By: Robyn Roste – a friend of Mrs. Abbotsford
As I studied the Circle Farm Tour map I noticed although the self-guided tour is spread well across the city, the farms seem to be grouped in threes. I decided visiting farms in groups of three would be an easy and fun way to explore my city.
I started at the beginning. In this case, Granny and Grumpa’s Antiques located on Sumas Prairie.
Turns out this impressive collection housed in the heart of the Fraser Valley is only 13 kilometres out of central Abbotsford. And even if I hadn’t seen the giant sign from the road I could have followed the traffic. It seems everyone else had the same idea as me.
I had no idea what to expect, but after the initial shock of how huge this place is (multiple barns, filled with every antique you can imagine) I wondered what treasure was hidden within for me. Wandering from barn to barn I scanned thousands of items like wheelchairs, a room of dolls, and a wall of 2,300 different pop bottles.
Upon exiting Grumpa stopped to make sure I enjoyed my visit. We chatted for a bit until another visitor approached, looking to barter. Grumpa waved me off as he engaged in the lively banter.
Five minutes down the road was my next stop, Birchwood Dairy.
This thriving family-run dairy farm operates a country store and wholesale business. The scale of their operation, which includes milk, ice cream, yogurt, and cheese, means they use every drop of milk their farm produces plus some to help meet the demand for their produce.
Kayla, the store supervisor, toured me around the operation pointing out all the areas the farm has open to the public, including a viewing room into the milking parlour where cows come at 3 p.m. every day.
Behind the store and silos is the maternity barn, where visitors can see cows a few weeks out from giving birth, and calves who aren’t quite ready to join the rest of the herd.
After my tour I ventured back to the maternity barn for a little more visiting with the calves. If they didn’t keep trying to lick me I may have stayed longer. Also I had a sudden craving for ice cream.
Turning towards town I drove another five minutes to the Fraser Valley Trout Hatchery.
I arrived as one of the many Learn to Fish programs commenced.
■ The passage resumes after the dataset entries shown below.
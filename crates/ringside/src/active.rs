//! The active encoder property and surface direction vocabulary.
//!
//! The wire-level strings (`"send:3"`, `"left"`) are boundary concerns; call
//! sites inside the core work with these variants.

use std::fmt;

/// Which per-track property the surface's encoder bank currently addresses.
#[derive(Debug, Clone, Copy, PartialEq, Eq, Default)]
pub enum ActiveProperty {
    #[default]
    Volume,
    Panning,
    Send(usize),
    SelectedParameter,
}

impl ActiveProperty {
    /// Parse the dispatch-table string form. Returns `None` for anything
    /// unrecognized, including an unparseable send index.
    pub fn parse(s: &str) -> Option<Self> {
        match s {
            "volume" => Some(ActiveProperty::Volume),
            "panning" => Some(ActiveProperty::Panning),
            "selected_parameter" => Some(ActiveProperty::SelectedParameter),
            _ => {
                let index = s.strip_prefix("send:")?;
                index.parse::<usize>().ok().map(ActiveProperty::Send)
            }
        }
    }
}

impl fmt::Display for ActiveProperty {
    fn fmt(&self, f: &mut fmt::Formatter<'_>) -> fmt::Result {
        match self {
            ActiveProperty::Volume => write!(f, "volume"),
            ActiveProperty::Panning => write!(f, "panning"),
            ActiveProperty::Send(i) => write!(f, "send:{}", i),
            ActiveProperty::SelectedParameter => write!(f, "selected_parameter"),
        }
    }
}

/// Horizontal ring navigation.
#[derive(Debug, Clone, Copy, PartialEq, Eq)]
pub enum RingDirection {
    Left,
    Right,
}

impl RingDirection {
    pub fn parse(s: &str) -> Option<Self> {
        match s {
            "left" => Some(RingDirection::Left),
            "right" => Some(RingDirection::Right),
            _ => None,
        }
    }

    pub fn delta(&self) -> i64 {
        match self {
            RingDirection::Left => -1,
            RingDirection::Right => 1,
        }
    }
}

/// Vertical scene navigation.
#[derive(Debug, Clone, Copy, PartialEq, Eq)]
pub enum SceneDirection {
    Up,
    Down,
}

impl SceneDirection {
    pub fn parse(s: &str) -> Option<Self> {
        match s {
            "up" => Some(SceneDirection::Up),
            "down" => Some(SceneDirection::Down),
            _ => None,
        }
    }

    pub fn delta(&self) -> i64 {
        match self {
            SceneDirection::Up => -1,
            SceneDirection::Down => 1,
        }
    }
}

#[cfg(test)]
mod tests {
    use super::*;

    #[test]
    fn test_parse_round_trip() {
        for s in ["volume", "panning", "send:3", "selected_parameter"] {
            let parsed = ActiveProperty::parse(s).unwrap();
            assert_eq!(parsed.to_string(), s);
        }
    }

    #[test]
    fn test_malformed_strings_rejected() {
        assert_eq!(ActiveProperty::parse("send:"), None);
        assert_eq!(ActiveProperty::parse("send:x"), None);
        assert_eq!(ActiveProperty::parse("gain"), None);
    }

    #[test]
    fn test_direction_deltas() {
        assert_eq!(RingDirection::parse("left").unwrap().delta(), -1);
        assert_eq!(RingDirection::parse("right").unwrap().delta(), 1);
        assert_eq!(SceneDirection::parse("down").unwrap().delta(), 1);
        assert_eq!(RingDirection::parse("sideways"), None);
    }
}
I watched the children tear around the education centre exclaiming at the different fish before gathering in the amphitheatre.
Sport Fishing Development Co-ordinator Mike Gaas and Outreach Co-ordinator Tanya Laird showed me some of the 40-acre property from the fry troughs and stocked ponds to the complete pool renovation to help the hatchery operate with greater energy efficiency.
The goal of the non-profit organization is to create ethically responsible anglers while helping people connect with and appreciate the outdoors. Their Learn to Fish program is the main way they educate future anglers, but their self-guided tour is also educational.
This hatchery is the hub in BC, responsible for raising more than 2.5 million trout and stocking a couple hundred lakes each year. They depend on partnerships with the province, BC Hydro, and corporate sponsors.
These three stops were a great way to start my tour!
Robyn Roste lives and works in Abbotsford. She loves telling stories and learning more about her city.